I have contributed to the conceptual development and operational dimensions of a range of arts-based projects through specialised service delivery to social researchers. This work has entailed project conceptualisation and planning, workshop planning, and production for a range of arts-based social research projects and their direct outputs.
The projects that I have worked on were undertaken in collaboration with Elsa Oliveira, a social researcher at the Africa Centre for Migration and Society, and co-coordinator of the MoVE Project. Elsa Oliveira and I have the skillset and theoretical differences and similarities required to create fruitful collaborations. We are, however, both focused on working with questions of methodology, research design, and exploring expanded forms of knowledge production. At the core of our work is a long-term collaboration that has entailed and enabled many different projects is our continued conversations and dialogue around ideas and approaches in social research and the complexities of the workshop encounter. This long-term interaction, no doubt, has an immense influence on the projects we work on together.

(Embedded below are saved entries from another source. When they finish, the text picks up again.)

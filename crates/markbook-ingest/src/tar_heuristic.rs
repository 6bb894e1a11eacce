//! Importer for tar folders without a usable log
//!
//! Tars are ranked by sequence number with `submission.tar` on top. Each
//! required file comes from the highest-ranked tar that holds it, and the
//! student gets one synthetic snapshot.

use std::collections::BTreeMap;
use std::fs;
use std::path::{Path, PathBuf};

use chrono::{DateTime, Utc};
use markbook_core::errors::ImportError;
use markbook_core::{
    ImportWarning, RequiredFileSet, SnapshotSource, StudentSubmission, SubmissionSnapshot,
    WarningKind,
};

use crate::extract::extract_required;
use crate::importer::{ImportFormat, Scan, SubmissionImporter};
use crate::layout::{
    find_root_by_marker, list_files, numbered_tar, student_folders, StudentFolder, DEFAULT_TAR,
};

pub struct TarHeuristicImporter {
    required: RequiredFileSet,
}

impl TarHeuristicImporter {
    pub fn new(required: RequiredFileSet) -> Self {
        Self { required }
    }
}

impl SubmissionImporter for TarHeuristicImporter {
    fn format(&self) -> ImportFormat {
        ImportFormat::TarHeuristic
    }

    fn scan(&self, unpacked: &Path, scratch: &Path) -> Result<Scan, ImportError> {
        let root = find_root_by_marker(unpacked, DEFAULT_TAR)?;
        let (folders, warnings) = student_folders(&root)?;

        let required = self.required.clone();
        let scratch = scratch.to_path_buf();
        let students = folders
            .into_iter()
            .map(move |folder| import_student(&folder, &required, &scratch));

        Ok(Scan {
            root,
            warnings,
            students: Box::new(students),
        })
    }
}

/// Tar names, highest priority first
pub fn rank_tars(files: &[String]) -> Vec<String> {
    let numbered: BTreeMap<u32, &String> = files
        .iter()
        .filter_map(|f| numbered_tar(f).map(|n| (n, f)))
        .collect();

    let mut ranked = Vec::with_capacity(numbered.len() + 1);
    if files.iter().any(|f| f == DEFAULT_TAR) {
        ranked.push(DEFAULT_TAR.to_string());
    }
    ranked.extend(numbered.into_values().rev().cloned());
    ranked
}

fn import_student(
    folder: &StudentFolder,
    required: &RequiredFileSet,
    scratch: &Path,
) -> Result<StudentSubmission, ImportError> {
    let sid = &folder.student_id;
    let mut submission = StudentSubmission::new(sid.clone());
    let files = list_files(&folder.path)
        .map_err(|e| ImportError::student_io(sid, "list student folder", &e))?;

    let mut found: BTreeMap<String, PathBuf> = BTreeMap::new();
    let mut timestamp: Option<DateTime<Utc>> = None;

    for tar_name in rank_tars(&files) {
        if found.len() == required.len() {
            break;
        }
        let tar_path = folder.path.join(&tar_name);
        let dest = scratch.join(sid.as_str()).join(format!("{}_extracted", tar_name));
        let extracted = match extract_required(&tar_path, required, &dest) {
            Ok(extracted) => extracted,
            Err(e) => {
                submission.warnings.push(ImportWarning::student(
                    sid,
                    WarningKind::PerTarExtraction,
                    format!("failed to extract {}: {}", tar_name, e),
                ));
                continue;
            }
        };

        let mut contributed = false;
        for (name, path) in extracted {
            if found.contains_key(&name) {
                continue;
            }
            if tar_name != DEFAULT_TAR {
                submission.warnings.push(ImportWarning::student(
                    sid,
                    WarningKind::NonDefaultSubstitution,
                    format!("{} taken from {}", name, tar_name),
                ));
            }
            found.insert(name, path);
            contributed = true;
        }

        if contributed && timestamp.is_none() {
            timestamp = Some(tar_mtime(&tar_path).map_err(|e| {
                ImportError::student_io(sid, "stat submission tar", &e)
            })?);
        }
    }

    match timestamp {
        Some(timestamp) => submission.snapshots.push(SubmissionSnapshot {
            timestamp,
            source: SnapshotSource::Synthetic,
            files: found,
        }),
        None => submission.warnings.push(ImportWarning::student(
            sid,
            WarningKind::EmptySubmission,
            "no required files in any archive",
        )),
    }

    Ok(submission)
}

fn tar_mtime(path: &Path) -> std::io::Result<DateTime<Utc>> {
    Ok(DateTime::<Utc>::from(fs::metadata(path)?.modified()?))
}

Project conceptualisation and planning, alongside workshop facilitation and production, follow a design process in the sense that a problem is identified and a solution is created for that problem. Furthermore, the projects we have worked on are iterations of previous projects, with us as project designers building on successes and failures as well as ideas and opportunities. This design process is socially and contextually responsive and works in contexts with materials and people towards creating a context in which participants can explore their stories. The participants require this structure within the project to be able to undertake their exploratory and questioning arts-based creations.
This section is under construction. Check back on another day to see full project documentation. In the meantime, however, do check out some of the publicly available documentation of projects I have worked on.

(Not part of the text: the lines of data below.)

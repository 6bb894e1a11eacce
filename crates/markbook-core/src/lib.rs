//! Markbook core: the pure side of submission import
//!
//! This crate holds the domain model shared by the importers, the store and
//! the engine:
//! - Error facility (`ExError`) and the import error taxonomy
//! - Structured logging facility and op-boundary macros
//! - Student ids, required file sets and submission snapshots
//! - Latest-file resolution across a student's snapshots
//! - The reconciliation planner, which turns a resolution plus the stored
//!   book into a `StudentPlan` without writing anything
//! - Collaborator traits for hashing, page counting and replication

pub mod collaborators;
pub mod errors;
pub mod logging_facility;
pub mod model;
pub mod policy;
pub mod reconcile;
pub mod resolve;
pub mod summary;

pub use collaborators::{ContentHasher, NoopReplicator, PageCountError, PageCounter, Replicator};
pub use errors::{ExError, ExErrorKind, ImportError, Result};
pub use model::{
    ExistingBook, NewPage, PageRecord, RequiredFileSet, SnapshotSource, StudentId,
    StudentSubmission, SubmissionSnapshot,
};
pub use policy::{ImportPolicy, OverwrittenPolicy};
pub use reconcile::{PendingCopy, PlanAction, Reconciler, SkipReason, StudentPlan};
pub use resolve::{resolve_files, Resolution, ResolvedFile};
pub use summary::{CopyFailure, ImportSummary, ImportWarning, Outcome, StudentFailure, WarningKind};
use crate::errors::{ImportError, Result};

/// Ordered, de-duplicated list of logical file names a run demands
///
/// Names become path components under a book's storage directory, so they
/// must be plain file names.
#[derive(Debug, Clone, PartialEq, Eq)]
pub struct RequiredFileSet {
    names: Vec<String>,
}

impl RequiredFileSet {
    /// # Errors
    ///
    /// Returns `InvalidRequiredFiles` if the list is empty or any name is
    /// not a plain file name.
    pub fn new<I, S>(names: I) -> Result<Self>
    where
        I: IntoIterator<Item = S>,
        S: Into<String>,
    {
        let mut out: Vec<String> = Vec::new();
        for name in names {
            let name = name.into().trim().to_string();
            if name.is_empty() {
                continue;
            }
            if name == "." || name == ".." || name.contains('/') || name.contains('\\') {
                return Err(ImportError::InvalidRequiredFiles {
                    reason: format!("'{}' is not a plain file name", name),
                });
            }
            if !out.contains(&name) {
                out.push(name);
            }
        }
        if out.is_empty() {
            return Err(ImportError::InvalidRequiredFiles {
                reason: "no file names given".to_string(),
            });
        }
        Ok(Self { names: out })
    }

    /// Parse the comma-separated form accepted by the batch surface
    ///
    /// # Errors
    ///
    /// Same as [`RequiredFileSet::new`].
    pub fn parse_csv(csv: &str) -> Result<Self> {
        Self::new(csv.split(','))
    }

    pub fn names(&self) -> &[String] {
        &self.names
    }

    pub fn contains(&self, name: &str) -> bool {
        self.names.iter().any(|n| n == name)
    }

    pub fn len(&self) -> usize {
        self.names.len()
    }

    pub fn is_empty(&self) -> bool {
        self.names.is_empty()
    }

    pub fn iter(&self) -> impl Iterator<Item = &str> {
        self.names.iter().map(String::as_str)
    }
}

Bua Modiri and the Nelspruit Poster Project (2017 & 2019)
https://buamodiri.wordpress.com/
This was a sticker project that we conducted with a group of participants we had worked with in previous years. Bua Modiri evolved our of the Nelspruit Poster Workshop we worked on in 2017 and the realisation that the project output would be better suited as stickers. Since this workshop exists within an environment of social research production, one of our objectives in this project was to track the activities, processes, materials and relationships that created the workshop encounter. We wanted to track the workshop encounter because we realised a workshop period holds a lot of situated knowledge which dissipates once the workshop period ends. We created a website during the Bua Modiri workshop period in which we feature the participants’ core productions from the period, and in which we track that day-to-day interaction in that workshop period. The website is a platform in which we track our process: conceptualising, planning, and running a workshop. The website is also a platform for theoretical reflections on the project, as we unpack the project.

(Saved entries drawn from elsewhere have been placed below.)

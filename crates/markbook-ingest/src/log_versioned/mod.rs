//! Importer for folders written by the course submission tool
//!
//! Each student folder holds a `log`, the latest `submission.tar`, a few
//! numbered `sub<N>.tar`, and sometimes a lone `pre-submission.tar`.

pub mod log;
pub mod versions;

use std::collections::BTreeMap;
use std::fs;
use std::path::{Path, PathBuf};

use chrono::{DateTime, Utc};
use markbook_core::errors::ImportError;
use markbook_core::{
    ImportPolicy, ImportWarning, RequiredFileSet, SnapshotSource, StudentSubmission,
    SubmissionSnapshot, WarningKind,
};

use crate::extract::extract_required;
use crate::importer::{ImportFormat, Scan, SubmissionImporter};
use crate::layout::{
    find_root_by_marker, list_files, numbered_tar, student_folders, StudentFolder, DEFAULT_TAR,
    LOG_FILE, PRE_SUBMISSION_TAR,
};

use self::log::parse_log;
use self::versions::{resolve_versions, VersionSlot};

pub struct LogVersionedImporter {
    required: RequiredFileSet,
    policy: ImportPolicy,
}

impl LogVersionedImporter {
    pub fn new(required: RequiredFileSet, policy: ImportPolicy) -> Self {
        Self { required, policy }
    }
}

impl SubmissionImporter for LogVersionedImporter {
    fn format(&self) -> ImportFormat {
        ImportFormat::LogVersioned
    }

    fn scan(&self, unpacked: &Path, scratch: &Path) -> Result<Scan, ImportError> {
        let root = find_root_by_marker(unpacked, DEFAULT_TAR)?;
        let (folders, warnings) = student_folders(&root)?;
        tracing::debug!(root = %root.display(), students = folders.len(), "located student folders");

        let required = self.required.clone();
        let policy = self.policy.clone();
        let scratch = scratch.to_path_buf();
        let students = folders
            .into_iter()
            .map(move |folder| import_student(&folder, &required, &policy, &scratch));

        Ok(Scan {
            root,
            warnings,
            students: Box::new(students),
        })
    }
}

fn file_mtime(path: &Path) -> std::io::Result<DateTime<Utc>> {
    Ok(DateTime::<Utc>::from(fs::metadata(path)?.modified()?))
}

/// Tars to open for one student, oldest first
fn plan_tars(
    folder: &StudentFolder,
    policy: &ImportPolicy,
    submission: &mut StudentSubmission,
) -> Result<Vec<VersionSlot>, ImportError> {
    let sid = &folder.student_id;
    let files = list_files(&folder.path).map_err(|e| ImportError::student_io(sid, "list student folder", &e))?;

    if files.is_empty() {
        submission.warnings.push(ImportWarning::student(
            sid,
            WarningKind::EmptySubmission,
            "student folder is empty",
        ));
        return Ok(Vec::new());
    }

    if policy.pre_submission_fallback && files.len() == 1 && files[0] == PRE_SUBMISSION_TAR {
        let timestamp = file_mtime(&folder.path.join(PRE_SUBMISSION_TAR))
            .map_err(|e| ImportError::student_io(sid, "stat pre-submission", &e))?;
        submission.warnings.push(ImportWarning::student(
            sid,
            WarningKind::PreSubmissionFallback,
            "only a pre-submission archive is present; using its modification time",
        ));
        return Ok(vec![VersionSlot {
            timestamp,
            source: SnapshotSource::PreSubmission,
            tar_name: Some(PRE_SUBMISSION_TAR.to_string()),
        }]);
    }

    if !files.iter().any(|f| f == LOG_FILE) {
        return Err(ImportError::MissingLog {
            student_id: sid.clone(),
        });
    }

    let text = fs::read_to_string(folder.path.join(LOG_FILE))
        .map_err(|e| ImportError::student_io(sid, "read log", &e))?;
    let entries = parse_log(&text, policy.log_utc_offset_minutes).map_err(|e| {
        ImportError::MalformedLog {
            student_id: sid.clone(),
            line: e.line,
            reason: e.reason,
        }
    })?;

    let has_default = files.iter().any(|f| f == DEFAULT_TAR);
    let numbered: BTreeMap<u32, String> = files
        .iter()
        .filter_map(|f| numbered_tar(f).map(|n| (n, f.clone())))
        .collect();

    if entries.is_empty() && (has_default || !numbered.is_empty()) {
        return Err(ImportError::MalformedLog {
            student_id: sid.clone(),
            line: 0,
            reason: "log has no entries but archives are present".to_string(),
        });
    }

    let plan = resolve_versions(&entries, &numbered, has_default, policy.overwritten_policy);
    for n in &plan.missing {
        submission.warnings.push(ImportWarning::student(
            sid,
            WarningKind::OverwrittenArchive,
            format!("log entry {} has no sub{}.tar", n, n),
        ));
    }
    if plan.overwritten > 0 {
        tracing::debug!(
            student_id = sid.as_str(),
            overwritten = plan.overwritten,
            "log entries older than the kept archives"
        );
    }

    Ok(plan.slots)
}

fn import_student(
    folder: &StudentFolder,
    required: &RequiredFileSet,
    policy: &ImportPolicy,
    scratch: &Path,
) -> Result<StudentSubmission, ImportError> {
    let sid = &folder.student_id;
    let mut submission = StudentSubmission::new(sid.clone());
    let slots = plan_tars(folder, policy, &mut submission)?;
    let student_scratch: PathBuf = scratch.join(sid.as_str());

    for slot in slots {
        let Some(tar_name) = slot.tar_name else {
            submission
                .snapshots
                .push(SubmissionSnapshot::new(slot.timestamp, slot.source));
            continue;
        };

        let dest = student_scratch.join(format!("{}_extracted", tar_name));
        match extract_required(&folder.path.join(&tar_name), required, &dest) {
            Ok(files) => submission.snapshots.push(SubmissionSnapshot {
                timestamp: slot.timestamp,
                source: slot.source,
                files,
            }),
            Err(e) => submission.warnings.push(ImportWarning::student(
                sid,
                WarningKind::PerTarExtraction,
                format!("failed to extract {}: {}", tar_name, e),
            )),
        }
    }

    Ok(submission)
}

The Sex Worker Zine Project (2016)
https://www.mahpsa.org/the-sex-worker-zine-project-book/
In this zine project we worked with 24 men, women, and transgender persons who live and sell sex in the Gauteng, Limpopo, and Mpumalanga provinces of South Africa. We wanted to learn more about the lives of the people we were working with. We constructed the project around the making of zines, which are short handmade publications which can tell a visual-narrative story of its author’s choosing. The zine project brought fourth 24 unique stories about people’s lives through a facilitated process which lasted two weeks, in two different locations. The two workshops were influenced by workshops which came before them, for instance our work together in Volume 44. The experience of the first workshop influenced us in how we planned the second workshop, in an iterative design process. You can read about the process behind the project in a piece Elsa and I wrote together titledĀ Facilitators’ Notes about Process, and the time that goes into projects like these, spent conceptualising, planning, making, and distributing.
Know My [HIV] Story (2016)
https://www.mahpsa.org/stitching-our-hiv-stories-2016/
In 2016 Katlego Rasebitse, then the media liaison for Sisonke Gauteng, asked MoVE collaborators to assist the facilitation of a quilt-making process for an advocacy project. With the help of Katlego and Greta Schuler, Elsa Oliveira and I facilitated that workshop. This project was a quick response to an opportunity that arose for Sisonke to take part in an international HIV/AIDS awareness campaign showcasing original quilts organised to coincide with the International AIDS Conference. Our work in Know My [HIV] Story enabled Sisonke to participate in this initiative. This workshop was designed to allow for improvisation to occur through the working period. You can read about that project in a previous blog post, titled Notes on Stitching Our HIV Stories: Activist Quilts.